In 1900, Bill and Percie Knowles, built Chico Warm Springs Hotel. The inn consisted of a 'plunge' pool and a full service dining area. Mr. Knowles operated the hotel until his death on April 22, 1910. This left the widow Percie Knowles in charge of the hotel operations. Under her guidance, the hotel continued to flourish. She hired a physician named Dr. George A. Townsend in June 1912 who promoted the healing properties of the thermal spring water that allegedly cured internal ailments such as kidney disease, as well as relieved rheumatism, and external ailments such as skin problems. The doctor's fame spread at such a rate that the resort needed additional boarding. By 1916, a hospital wing of 20 rooms was added on to the hotel. On July 1, 1925, Dr. Townsend left his services at the Hot Springs behind, leaving Mrs. Knowles to run the hotel on her own.

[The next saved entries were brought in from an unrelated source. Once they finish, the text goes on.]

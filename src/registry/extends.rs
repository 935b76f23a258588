//! The strict subtyping relation over registered types.
//!
//! `extends_or_restrict` is the reflexive-free transitive closure of the
//! declared alias/restriction/inheritance links plus the structural rules
//! for composites. Equality is canonical-spec identity; a type never
//! extends itself.

use std::collections::HashSet;

use super::{Payload, Registry};

impl Registry {
    /// Canonical identity for a spec: the registered canonical spec when
    /// the name is known, otherwise the text itself.
    fn canonical_of(&self, spec: &str) -> String {
        match self.get(spec) {
            Some(entry) => entry.canonical_spec.clone(),
            None => spec.to_string(),
        }
    }

    /// Strict extension: `A extends A` is always false; the relation is
    /// transitive across declared links and structural composite rules.
    pub fn extends_or_restrict(&self, child: &str, parent: &str) -> bool {
        let child_c = self.canonical_of(child);
        let parent_c = self.canonical_of(parent);
        if child_c == parent_c {
            return false;
        }
        let mut visited = HashSet::new();
        self.extends_inner(&child_c, &parent_c, &mut visited)
    }

    fn eq_or_extends(&self, a: &str, b: &str, visited: &mut HashSet<(String, String)>) -> bool {
        let ac = self.canonical_of(a);
        let bc = self.canonical_of(b);
        ac == bc || self.extends_inner(&ac, &bc, visited)
    }

    fn extends_inner(
        &self,
        child: &str,
        parent: &str,
        visited: &mut HashSet<(String, String)>,
    ) -> bool {
        if !visited.insert((child.to_string(), parent.to_string())) {
            return false;
        }
        let Some(child_entry) = self.get(child) else {
            return false;
        };

        // Declared links: alias target, restriction parent, record parent,
        // primitive extension, structural-kind parent.
        if let Some(declared) = &child_entry.parent_spec {
            if self.eq_or_extends(declared, parent, visited) {
                return true;
            }
        }

        let Some(parent_entry) = self.get(parent) else {
            return false;
        };

        // Unions containing nil never extend a non-union ancestor.
        match (&child_entry.payload, &parent_entry.payload) {
            (Payload::Union { members }, Payload::Union { members: parent_members }) => {
                members.iter().all(|m| {
                    parent_members
                        .iter()
                        .any(|pm| self.eq_or_extends(m, pm, visited))
                })
            }
            (Payload::Union { members }, _) => {
                !members.iter().any(|m| m == "nil")
                    && members.iter().all(|m| self.eq_or_extends(m, parent, visited))
            }
            (_, Payload::Union { members }) => members
                .iter()
                .any(|m| self.eq_or_extends(child, m, visited)),
            (Payload::Array { elem: child_elem }, Payload::Array { elem: parent_elem }) => {
                self.eq_or_extends(child_elem, parent_elem, visited)
            }
            (Payload::Map { key: ck, value: cv }, Payload::Map { key: pk, value: pv }) => {
                self.eq_or_extends(ck, pk, visited) && self.eq_or_extends(cv, pv, visited)
            }
            (Payload::Tuple { positions: cp }, Payload::Tuple { positions: pp }) => {
                cp.len() == pp.len()
                    && cp
                        .iter()
                        .zip(pp)
                        .all(|(c, p)| self.eq_or_extends(c, p, visited))
            }
            (
                Payload::Record { fields: child_fields, .. },
                Payload::Record { fields: parent_fields, .. },
            ) => parent_fields.iter().all(|(name, parent_spec)| {
                child_fields
                    .get(name)
                    .map(|child_spec| self.eq_or_extends(child_spec, parent_spec, visited))
                    .unwrap_or(false)
            }),
            _ => false,
        }
    }
}

#[cfg(test)]
mod tests {
    use super::*;
    use crate::report::BadVal;

    fn setup() -> Registry {
        Registry::bootstrap()
    }

    #[test]
    fn relation_is_strict() {
        let r = setup();
        for t in ["string", "number", "integer", "table", "any"] {
            assert!(!r.extends_or_restrict(t, t), "{t} must not extend itself");
        }
    }

    #[test]
    fn declared_primitive_links() {
        let r = setup();
        assert!(r.extends_or_restrict("integer", "number"));
        assert!(!r.extends_or_restrict("number", "integer"));
        assert!(r.extends_or_restrict("identifier", "name"));
    }

    #[test]
    fn transitivity_through_the_chain() {
        let r = setup();
        // ubyte -> integer -> number
        assert!(r.extends_or_restrict("ubyte", "integer"));
        assert!(r.extends_or_restrict("ubyte", "number"));
        // asciimarkdown -> asciitext -> ascii -> string
        assert!(r.extends_or_restrict("asciimarkdown", "string"));
        // identifier -> name -> ascii -> string
        assert!(r.extends_or_restrict("identifier", "string"));
    }

    #[test]
    fn arrays_are_covariant() {
        let mut r = setup();
        let mut bad = BadVal::discarding();
        r.parse_type(&mut bad, "{integer}").unwrap();
        r.parse_type(&mut bad, "{number}").unwrap();
        assert!(r.extends_or_restrict("{integer}", "{number}"));
        assert!(!r.extends_or_restrict("{number}", "{integer}"));
        assert!(!r.extends_or_restrict("{integer}", "{integer}"));
    }

    #[test]
    fn union_to_ancestor_rules() {
        let mut r = setup();
        let mut bad = BadVal::discarding();
        r.parse_type(&mut bad, "integer|float").unwrap();
        r.parse_type(&mut bad, "integer|string").unwrap();
        r.parse_type(&mut bad, "integer|nil").unwrap();
        assert!(r.extends_or_restrict("integer|float", "number"));
        assert!(!r.extends_or_restrict("integer|string", "number"));
        assert!(!r.extends_or_restrict("integer|nil", "number"));
    }

    #[test]
    fn member_extends_union() {
        let mut r = setup();
        let mut bad = BadVal::discarding();
        r.parse_type(&mut bad, "integer|string").unwrap();
        assert!(r.extends_or_restrict("integer", "integer|string"));
        // ubyte extends integer which is a member.
        assert!(r.extends_or_restrict("ubyte", "integer|string"));
        assert!(!r.extends_or_restrict("boolean", "integer|string"));
    }

    #[test]
    fn union_subset_extends_union() {
        let mut r = setup();
        let mut bad = BadVal::discarding();
        r.parse_type(&mut bad, "integer|float|string").unwrap();
        r.parse_type(&mut bad, "integer|float").unwrap();
        assert!(r.extends_or_restrict("integer|float", "integer|float|string"));
        assert!(!r.extends_or_restrict("integer|float|string", "integer|float"));
    }

    #[test]
    fn record_extension_requires_compatible_fields() {
        let mut r = setup();
        let mut bad = BadVal::discarding();
        r.parse_type(&mut bad, "{id:integer,name:string}").unwrap();
        r.parse_type(&mut bad, "{id:number,name:string}").unwrap();
        r.parse_type(&mut bad, "{id:integer,name:string,extra:boolean}").unwrap();
        // Narrower field type: extends.
        assert!(r.extends_or_restrict("{id:integer,name:string}", "{id:number,name:string}"));
        // Extra fields: extends.
        assert!(r.extends_or_restrict(
            "{id:integer,name:string,extra:boolean}",
            "{id:integer,name:string}"
        ));
        // Missing field: does not extend.
        assert!(!r.extends_or_restrict("{id:integer,name:string}", "{id:integer,name:string,extra:boolean}"));
    }

    #[test]
    fn records_extend_the_table_kind() {
        let mut r = setup();
        let mut bad = BadVal::discarding();
        r.parse_type(&mut bad, "{id:integer,name:string}").unwrap();
        assert!(r.extends_or_restrict("{id:integer,name:string}", "table"));
        assert!(r.extends_or_restrict("{integer}", "table"));
    }

    #[test]
    fn alias_extends_its_target() {
        let mut r = setup();
        let mut bad = BadVal::discarding();
        r.register_alias(&mut bad, "count", "integer").unwrap();
        assert!(r.extends_or_restrict("count", "integer"));
        assert!(r.extends_or_restrict("count", "number"));
        assert!(!r.extends_or_restrict("integer", "count"));
    }
}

By the early 1930s, the hospital wing had been torn down due to decreasing business at the hotel. These challenging times took their toll on Mrs. Knowles' health, and she left the operations in the late 1930s. She was diagnosed with mental illness and sent to a state hospital where she died. Her son Radbourne and his wife Agnes Sophia took over the business. They sold the business in 1948. In the years following, the property became a guest ranch, road house, church camp, as well as other uses.

== Current times ==
As of 2026, Many of Chico's original buildings are remarkably well-intact, including the 1900 inn and it's early additions. Owners Mike and Eve Art bought the property in 1973 and worked tirelessly to grow and improve the business. They won acclaim as innkeepers and are credited with turning Chico into a successful, year-round resort. Some of the newer buildings consist of modern looking cabins and suites. During the years the Arts owned the property there were several famous guests including Steve McQueen, Ali MacGraw, Dennis Quaid, Jeff Bridges and George McGovern. The organic garden produces fresh herbs and vegetables year round from "the geothermally heated greenhouse, built in 1996." In 2015, the Arts sold Chico to the manager Colin Davis.

In June 2014 officials from the Department of Environmental Quality detected a groundwater seep from a hillside near the resort. To mitigate the possibility of pathogens from the surface water seep entering the aquifer water, they issued a boil water order. A filtration system was installed for drinking water, and the seep did not seem to affect the hot springs water quality.